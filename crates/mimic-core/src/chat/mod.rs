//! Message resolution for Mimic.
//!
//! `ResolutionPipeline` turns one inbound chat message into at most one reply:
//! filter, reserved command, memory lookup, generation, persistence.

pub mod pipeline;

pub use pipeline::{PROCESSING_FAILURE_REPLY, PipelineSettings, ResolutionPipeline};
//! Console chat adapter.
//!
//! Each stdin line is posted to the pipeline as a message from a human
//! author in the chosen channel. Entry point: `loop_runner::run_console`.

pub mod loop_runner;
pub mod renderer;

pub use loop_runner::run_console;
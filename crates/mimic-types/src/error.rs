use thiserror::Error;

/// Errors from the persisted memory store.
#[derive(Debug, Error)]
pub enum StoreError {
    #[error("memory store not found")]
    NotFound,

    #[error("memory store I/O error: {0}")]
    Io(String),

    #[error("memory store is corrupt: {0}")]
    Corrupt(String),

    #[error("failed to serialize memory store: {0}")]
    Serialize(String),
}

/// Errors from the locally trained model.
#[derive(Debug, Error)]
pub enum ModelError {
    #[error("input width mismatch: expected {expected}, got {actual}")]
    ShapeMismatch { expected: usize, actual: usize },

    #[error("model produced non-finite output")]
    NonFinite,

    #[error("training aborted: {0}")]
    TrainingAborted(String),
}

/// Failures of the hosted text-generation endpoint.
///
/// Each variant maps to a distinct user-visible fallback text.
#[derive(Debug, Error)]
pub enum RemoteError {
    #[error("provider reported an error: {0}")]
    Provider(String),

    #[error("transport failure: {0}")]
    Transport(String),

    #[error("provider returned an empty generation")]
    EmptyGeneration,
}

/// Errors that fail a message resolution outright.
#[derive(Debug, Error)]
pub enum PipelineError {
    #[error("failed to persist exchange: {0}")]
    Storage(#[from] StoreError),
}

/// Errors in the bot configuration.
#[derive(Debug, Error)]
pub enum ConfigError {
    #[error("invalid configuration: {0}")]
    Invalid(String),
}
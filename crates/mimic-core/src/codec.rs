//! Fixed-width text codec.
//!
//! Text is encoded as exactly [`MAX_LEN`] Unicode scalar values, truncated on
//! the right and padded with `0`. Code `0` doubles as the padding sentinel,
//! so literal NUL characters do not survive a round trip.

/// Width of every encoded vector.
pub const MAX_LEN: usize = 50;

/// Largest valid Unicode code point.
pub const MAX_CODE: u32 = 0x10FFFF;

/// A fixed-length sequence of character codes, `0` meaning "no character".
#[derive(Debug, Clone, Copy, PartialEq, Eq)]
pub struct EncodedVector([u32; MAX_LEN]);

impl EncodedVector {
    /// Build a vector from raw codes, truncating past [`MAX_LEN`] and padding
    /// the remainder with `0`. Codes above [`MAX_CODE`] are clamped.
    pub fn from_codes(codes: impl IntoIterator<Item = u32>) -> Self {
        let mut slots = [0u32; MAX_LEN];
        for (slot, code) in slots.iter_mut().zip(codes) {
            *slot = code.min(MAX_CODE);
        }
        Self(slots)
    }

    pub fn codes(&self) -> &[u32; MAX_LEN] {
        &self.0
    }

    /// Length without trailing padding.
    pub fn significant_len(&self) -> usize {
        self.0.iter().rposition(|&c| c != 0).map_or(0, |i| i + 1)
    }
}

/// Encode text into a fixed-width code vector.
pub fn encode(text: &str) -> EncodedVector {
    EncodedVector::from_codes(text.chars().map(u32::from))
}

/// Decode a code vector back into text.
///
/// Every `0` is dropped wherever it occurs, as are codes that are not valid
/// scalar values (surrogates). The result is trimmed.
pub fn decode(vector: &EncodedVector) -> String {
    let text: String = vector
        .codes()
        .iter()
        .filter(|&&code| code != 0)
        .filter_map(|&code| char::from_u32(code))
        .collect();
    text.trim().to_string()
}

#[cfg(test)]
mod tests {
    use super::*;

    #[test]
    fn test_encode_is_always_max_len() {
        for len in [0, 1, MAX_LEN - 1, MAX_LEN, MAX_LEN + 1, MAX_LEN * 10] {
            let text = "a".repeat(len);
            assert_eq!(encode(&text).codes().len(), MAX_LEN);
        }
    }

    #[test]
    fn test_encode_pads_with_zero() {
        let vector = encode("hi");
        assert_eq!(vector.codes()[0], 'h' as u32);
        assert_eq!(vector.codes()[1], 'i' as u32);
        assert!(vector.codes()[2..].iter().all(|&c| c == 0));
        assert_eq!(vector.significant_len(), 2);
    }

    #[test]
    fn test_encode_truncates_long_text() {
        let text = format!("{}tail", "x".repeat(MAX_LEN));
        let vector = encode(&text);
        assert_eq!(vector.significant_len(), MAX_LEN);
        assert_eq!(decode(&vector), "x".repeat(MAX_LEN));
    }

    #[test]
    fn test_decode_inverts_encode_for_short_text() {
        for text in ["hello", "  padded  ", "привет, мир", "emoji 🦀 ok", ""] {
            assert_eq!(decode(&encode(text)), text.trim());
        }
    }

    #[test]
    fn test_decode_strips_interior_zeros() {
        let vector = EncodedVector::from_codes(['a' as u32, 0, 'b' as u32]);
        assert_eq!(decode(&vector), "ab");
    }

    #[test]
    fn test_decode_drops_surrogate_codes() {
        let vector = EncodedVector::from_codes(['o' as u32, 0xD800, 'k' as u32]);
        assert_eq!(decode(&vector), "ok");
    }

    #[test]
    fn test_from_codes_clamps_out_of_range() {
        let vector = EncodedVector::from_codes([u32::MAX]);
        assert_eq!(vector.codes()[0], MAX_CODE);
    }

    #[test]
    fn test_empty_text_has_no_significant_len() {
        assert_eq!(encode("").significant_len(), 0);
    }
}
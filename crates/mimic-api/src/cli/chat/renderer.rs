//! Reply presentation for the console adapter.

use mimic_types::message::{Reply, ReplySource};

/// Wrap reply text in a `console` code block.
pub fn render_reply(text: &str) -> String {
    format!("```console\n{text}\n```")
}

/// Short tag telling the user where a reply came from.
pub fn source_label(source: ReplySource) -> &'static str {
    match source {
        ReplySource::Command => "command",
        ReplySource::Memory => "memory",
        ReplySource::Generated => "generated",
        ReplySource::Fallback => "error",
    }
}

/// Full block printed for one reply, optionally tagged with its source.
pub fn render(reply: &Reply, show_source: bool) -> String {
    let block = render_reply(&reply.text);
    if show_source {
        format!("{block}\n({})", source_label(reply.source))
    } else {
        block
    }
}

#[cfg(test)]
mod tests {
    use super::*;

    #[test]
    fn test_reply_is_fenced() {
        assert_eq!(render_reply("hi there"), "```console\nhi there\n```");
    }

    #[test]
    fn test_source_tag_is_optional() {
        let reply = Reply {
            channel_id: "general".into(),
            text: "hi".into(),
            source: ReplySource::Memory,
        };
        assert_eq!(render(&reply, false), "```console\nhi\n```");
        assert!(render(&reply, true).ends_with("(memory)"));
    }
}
____________
→ Task item:
Send back every record, precisely as written.

→ Result for this task:
filename crates/mimic-core/src/chat/mod.rs
//! Message resolution for Mimic.
//!
//! `ResolutionPipeline` turns one inbound chat message into at most one reply:
//! filter, reserved command, memory lookup, generation, persistence.

pub mod pipeline;

pub use pipeline::{PROCESSING_FAILURE_REPLY, PipelineSettings, ResolutionPipeline};
//! Console chat adapter.
//!
//! Each stdin line is posted to the pipeline as a message from a human
//! author in the chosen channel. Entry point: `loop_runner::run_console`.

pub mod loop_runner;
pub mod renderer;

pub use loop_runner::run_console;
filename crates/mimic-types/src/error.rs
use thiserror::Error;

/// Errors from the persisted memory store.
#[derive(Debug, Error)]
pub enum StoreError {
    #[error("memory store not found")]
    NotFound,

    #[error("memory store I/O error: {0}")]
    Io(String),

    #[error("memory store is corrupt: {0}")]
    Corrupt(String),

    #[error("failed to serialize memory store: {0}")]
    Serialize(String),
}

/// Errors from the locally trained model.
#[derive(Debug, Error)]
pub enum ModelError {
    #[error("input width mismatch: expected {expected}, got {actual}")]
    ShapeMismatch { expected: usize, actual: usize },

    #[error("model produced non-finite output")]
    NonFinite,

    #[error("training aborted: {0}")]
    TrainingAborted(String),
}

/// Failures of the hosted text-generation endpoint.
///
/// Each variant maps to a distinct user-visible fallback text.
#[derive(Debug, Error)]
pub enum RemoteError {
    #[error("provider reported an error: {0}")]
    Provider(String),

    #[error("transport failure: {0}")]
    Transport(String),

    #[error("provider returned an empty generation")]
    EmptyGeneration,
}

/// Errors that fail a message resolution outright.
#[derive(Debug, Error)]
pub enum PipelineError {
    #[error("failed to persist exchange: {0}")]
    Storage(#[from] StoreError),
}

/// Errors in the bot configuration.
#[derive(Debug, Error)]
pub enum ConfigError {
    #[error("invalid configuration: {0}")]
    Invalid(String),
}
filename crates/mimic-core/src/codec.rs
//! Fixed-width text codec.
//!
//! Text is encoded as exactly [`MAX_LEN`] Unicode scalar values, truncated on
//! the right and padded with `0`. Code `0` doubles as the padding sentinel,
//! so literal NUL characters do not survive a round trip.

/// Width of every encoded vector.
pub const MAX_LEN: usize = 50;

/// Largest valid Unicode code point.
pub const MAX_CODE: u32 = 0x10FFFF;

/// A fixed-length sequence of character codes, `0` meaning "no character".
#[derive(Debug, Clone, Copy, PartialEq, Eq)]
pub struct EncodedVector([u32; MAX_LEN]);

impl EncodedVector {
    /// Build a vector from raw codes, truncating past [`MAX_LEN`] and padding
    /// the remainder with `0`. Codes above [`MAX_CODE`] are clamped.
    pub fn from_codes(codes: impl IntoIterator<Item = u32>) -> Self {
        let mut slots = [0u32; MAX_LEN];
        for (slot, code) in slots.iter_mut().zip(codes) {
            *slot = code.min(MAX_CODE);
        }
        Self(slots)
    }

    pub fn codes(&self) -> &[u32; MAX_LEN] {
        &self.0
    }

    /// Length without trailing padding.
    pub fn significant_len(&self) -> usize {
        self.0.iter().rposition(|&c| c != 0).map_or(0, |i| i + 1)
    }
}

/// Encode text into a fixed-width code vector.
pub fn encode(text: &str) -> EncodedVector {
    EncodedVector::from_codes(text.chars().map(u32::from))
}

/// Decode a code vector back into text.
///
/// Every `0` is dropped wherever it occurs, as are codes that are not valid
/// scalar values (surrogates). The result is trimmed.
pub fn decode(vector: &EncodedVector) -> String {
    let text: String = vector
        .codes()
        .iter()
        .filter(|&&code| code != 0)
        .filter_map(|&code| char::from_u32(code))
        .collect();
    text.trim().to_string()
}

#[cfg(test)]
mod tests {
    use super::*;

    #[test]
    fn test_encode_is_always_max_len() {
        for len in [0, 1, MAX_LEN - 1, MAX_LEN, MAX_LEN + 1, MAX_LEN * 10] {
            let text = "a".repeat(len);
            assert_eq!(encode(&text).codes().len(), MAX_LEN);
        }
    }

    #[test]
    fn test_encode_pads_with_zero() {
        let vector = encode("hi");
        assert_eq!(vector.codes()[0], 'h' as u32);
        assert_eq!(vector.codes()[1], 'i' as u32);
        assert!(vector.codes()[2..].iter().all(|&c| c == 0));
        assert_eq!(vector.significant_len(), 2);
    }

    #[test]
    fn test_encode_truncates_long_text() {
        let text = format!("{}tail", "x".repeat(MAX_LEN));
        let vector = encode(&text);
        assert_eq!(vector.significant_len(), MAX_LEN);
        assert_eq!(decode(&vector), "x".repeat(MAX_LEN));
    }

    #[test]
    fn test_decode_inverts_encode_for_short_text() {
        for text in ["hello", "  padded  ", "привет, мир", "emoji 🦀 ok", ""] {
            assert_eq!(decode(&encode(text)), text.trim());
        }
    }

    #[test]
    fn test_decode_strips_interior_zeros() {
        let vector = EncodedVector::from_codes(['a' as u32, 0, 'b' as u32]);
        assert_eq!(decode(&vector), "ab");
    }

    #[test]
    fn test_decode_drops_surrogate_codes() {
        let vector = EncodedVector::from_codes(['o' as u32, 0xD800, 'k' as u32]);
        assert_eq!(decode(&vector), "ok");
    }

    #[test]
    fn test_from_codes_clamps_out_of_range() {
        let vector = EncodedVector::from_codes([u32::MAX]);
        assert_eq!(vector.codes()[0], MAX_CODE);
    }

    #[test]
    fn test_empty_text_has_no_significant_len() {
        assert_eq!(encode("").significant_len(), 0);
    }
}
filename crates/mimic-api/src/cli/chat/renderer.rs
//! Reply presentation for the console adapter.

use mimic_types::message::{Reply, ReplySource};

/// Wrap reply text in a `console` code block.
pub fn render_reply(text: &str) -> String {
    format!("```console\n{text}\n```")
}

/// Short tag telling the user where a reply came from.
pub fn source_label(source: ReplySource) -> &'static str {
    match source {
        ReplySource::Command => "command",
        ReplySource::Memory => "memory",
        ReplySource::Generated => "generated",
        ReplySource::Fallback => "error",
    }
}

/// Full block printed for one reply, optionally tagged with its source.
pub fn render(reply: &Reply, show_source: bool) -> String {
    let block = render_reply(&reply.text);
    if show_source {
        format!("{block}\n({})", source_label(reply.source))
    } else {
        block
    }
}

#[cfg(test)]
mod tests {
    use super::*;

    #[test]
    fn test_reply_is_fenced() {
        assert_eq!(render_reply("hi there"), "```console\nhi there\n```");
    }

    #[test]
    fn test_source_tag_is_optional() {
        let reply = Reply {
            channel_id: "general".into(),
            text: "hi".into(),
            source: ReplySource::Memory,
        };
        assert_eq!(render(&reply, false), "```console\nhi\n```");
        assert!(render(&reply, true).ends_with("(memory)"));
    }
}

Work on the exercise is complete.